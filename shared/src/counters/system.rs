//! Host counters backed by `sysinfo`.
//!
//! Supported counters:
//!
//! | Category | Instance | Metric |
//! |---|---|---|
//! | `Processor` | `_Total`, empty, or a core index | `% Processor Time`, `% Idle Time` |
//! | `Memory` | empty | `% Committed Bytes In Use`, `Available MBytes`, `Available Bytes`, `Committed Bytes` |
//!
//! Processor values are utilisation since the previous sample of the same
//! handle, so the validation sample taken on open reads as zero.

use sysinfo::System;

use super::source::{CounterError, CounterHandle, CounterSource, CounterUnavailableError};

const BYTES_PER_MEGABYTE: f64 = 1024.0 * 1024.0;

#[derive(Debug, Clone, Copy, PartialEq, Eq)]
enum ProcessorScope {
    Total,
    Core(usize),
}

#[derive(Debug, Clone, Copy, PartialEq, Eq)]
enum SystemMetric {
    ProcessorTime(ProcessorScope),
    IdleTime(ProcessorScope),
    CommittedPercent,
    AvailableMegabytes,
    AvailableBytes,
    CommittedBytes,
}

impl SystemMetric {
    fn resolve(category: &str, instance: &str, metric: &str) -> Result<Self, String> {
        match category {
            "Processor" => {
                let scope = match instance {
                    "" | "_Total" => ProcessorScope::Total,
                    core => core
                        .parse()
                        .map(ProcessorScope::Core)
                        .map_err(|_| format!("unknown processor instance '{core}'"))?,
                };
                match metric {
                    "% Processor Time" => Ok(Self::ProcessorTime(scope)),
                    "% Idle Time" => Ok(Self::IdleTime(scope)),
                    other => Err(format!("unknown processor metric '{other}'")),
                }
            }
            "Memory" => {
                if !instance.is_empty() {
                    return Err("memory counters have no instances".to_string());
                }
                match metric {
                    "% Committed Bytes In Use" => Ok(Self::CommittedPercent),
                    "Available MBytes" => Ok(Self::AvailableMegabytes),
                    "Available Bytes" => Ok(Self::AvailableBytes),
                    "Committed Bytes" => Ok(Self::CommittedBytes),
                    other => Err(format!("unknown memory metric '{other}'")),
                }
            }
            other => Err(format!("unknown category '{other}'")),
        }
    }

    fn is_processor(self) -> bool {
        matches!(self, Self::ProcessorTime(_) | Self::IdleTime(_))
    }
}

/// Counter source reading processor and memory counters of the local host.
#[derive(Debug, Default, Clone, Copy)]
pub struct SystemCounterSource;

impl SystemCounterSource {
    /// Creates the source.
    #[must_use]
    pub fn new() -> Self {
        Self
    }
}

impl CounterSource for SystemCounterSource {
    fn open(
        &self,
        category: &str,
        instance: &str,
        metric: &str,
    ) -> Result<Box<dyn CounterHandle>, CounterUnavailableError> {
        let resolved = SystemMetric::resolve(category, instance, metric)
            .map_err(|reason| CounterUnavailableError::new(category, instance, metric, reason))?;

        let mut system = System::new();
        if resolved.is_processor() {
            system.refresh_cpu_usage();
            if let SystemMetric::ProcessorTime(ProcessorScope::Core(core))
            | SystemMetric::IdleTime(ProcessorScope::Core(core)) = resolved
            {
                if core >= system.cpus().len() {
                    return Err(CounterUnavailableError::new(
                        category,
                        instance,
                        metric,
                        format!("host has {} cores", system.cpus().len()),
                    ));
                }
            }
        }

        Ok(Box::new(SystemCounterHandle {
            system,
            metric: resolved,
        }))
    }
}

struct SystemCounterHandle {
    system: System,
    metric: SystemMetric,
}

impl SystemCounterHandle {
    fn processor_time(&self, scope: ProcessorScope) -> Result<f64, CounterError> {
        let cpus = self.system.cpus();
        match scope {
            ProcessorScope::Core(core) => cpus
                .get(core)
                .map(|cpu| f64::from(cpu.cpu_usage()))
                .ok_or_else(|| CounterError::SampleFailed(format!("core {core} disappeared"))),
            ProcessorScope::Total => {
                if cpus.is_empty() {
                    return Err(CounterError::SampleFailed("no processors reported".to_string()));
                }
                let total: f64 = cpus.iter().map(|cpu| f64::from(cpu.cpu_usage())).sum();
                // Cast is acceptable here: core counts are far below f64 precision limits
                #[allow(clippy::cast_precision_loss)]
                let count = cpus.len() as f64;
                Ok(total / count)
            }
        }
    }
}

impl CounterHandle for SystemCounterHandle {
    #[allow(clippy::cast_precision_loss)]
    fn sample(&mut self) -> Result<f64, CounterError> {
        if self.metric.is_processor() {
            self.system.refresh_cpu_usage();
        } else {
            self.system.refresh_memory();
        }

        match self.metric {
            SystemMetric::ProcessorTime(scope) => self.processor_time(scope),
            SystemMetric::IdleTime(scope) => self.processor_time(scope).map(|busy| 100.0 - busy),
            SystemMetric::CommittedPercent => {
                let total = self.system.total_memory();
                if total == 0 {
                    return Err(CounterError::SampleFailed("total memory is zero".to_string()));
                }
                Ok(self.system.used_memory() as f64 / total as f64 * 100.0)
            }
            SystemMetric::AvailableMegabytes => {
                Ok(self.system.available_memory() as f64 / BYTES_PER_MEGABYTE)
            }
            SystemMetric::AvailableBytes => Ok(self.system.available_memory() as f64),
            SystemMetric::CommittedBytes => Ok(self.system.used_memory() as f64),
        }
    }
}

#[cfg(test)]
mod tests {
    use super::*;

    #[test]
    fn test_resolve_known_counters() {
        assert_eq!(
            SystemMetric::resolve("Processor", "_Total", "% Processor Time"),
            Ok(SystemMetric::ProcessorTime(ProcessorScope::Total))
        );
        assert_eq!(
            SystemMetric::resolve("Processor", "3", "% Idle Time"),
            Ok(SystemMetric::IdleTime(ProcessorScope::Core(3)))
        );
        assert_eq!(
            SystemMetric::resolve("Memory", "", "Available MBytes"),
            Ok(SystemMetric::AvailableMegabytes)
        );
    }

    #[test]
    fn test_resolve_unknown_counters() {
        assert!(SystemMetric::resolve("PhysicalDisk", "_Total", "% Disk Time").is_err());
        assert!(SystemMetric::resolve("Processor", "cpu-a", "% Processor Time").is_err());
        assert!(SystemMetric::resolve("Memory", "x", "Available MBytes").is_err());
        assert!(SystemMetric::resolve("Memory", "", "Pages/sec").is_err());
    }

    #[test]
    fn test_open_unknown_counter_is_unavailable() {
        let err = SystemCounterSource::new()
            .open("PhysicalDisk", "_Total", "% Disk Time")
            .err()
            .unwrap();

        assert_eq!(err.category, "PhysicalDisk");
        assert!(err.reason.contains("unknown category"));
    }

    #[test]
    fn test_memory_counters_sample() {
        let source = SystemCounterSource::new();
        let mut handle = source.open("Memory", "", "% Committed Bytes In Use").unwrap();

        let value = handle.sample().unwrap();

        assert!((0.0..=100.0).contains(&value));
    }

    #[test]
    fn test_processor_total_samples_repeatedly() {
        let source = SystemCounterSource::new();
        let mut handle = source.open("Processor", "_Total", "% Processor Time").unwrap();

        for _ in 0..3 {
            let value = handle.sample().unwrap();
            assert!(value >= 0.0);
        }
    }
}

○ ○ ○ ○

# Task:
For the string "return", go line by line through the material and copy every line that has it.

# Solution to the exercise:
                    return Err("memory counters have no instances".to_string());
                    return Err(CounterUnavailableError::new(
                    return Err(CounterError::SampleFailed("no processors reported".to_string()));
                    return Err(CounterError::SampleFailed("total memory is zero".to_string()));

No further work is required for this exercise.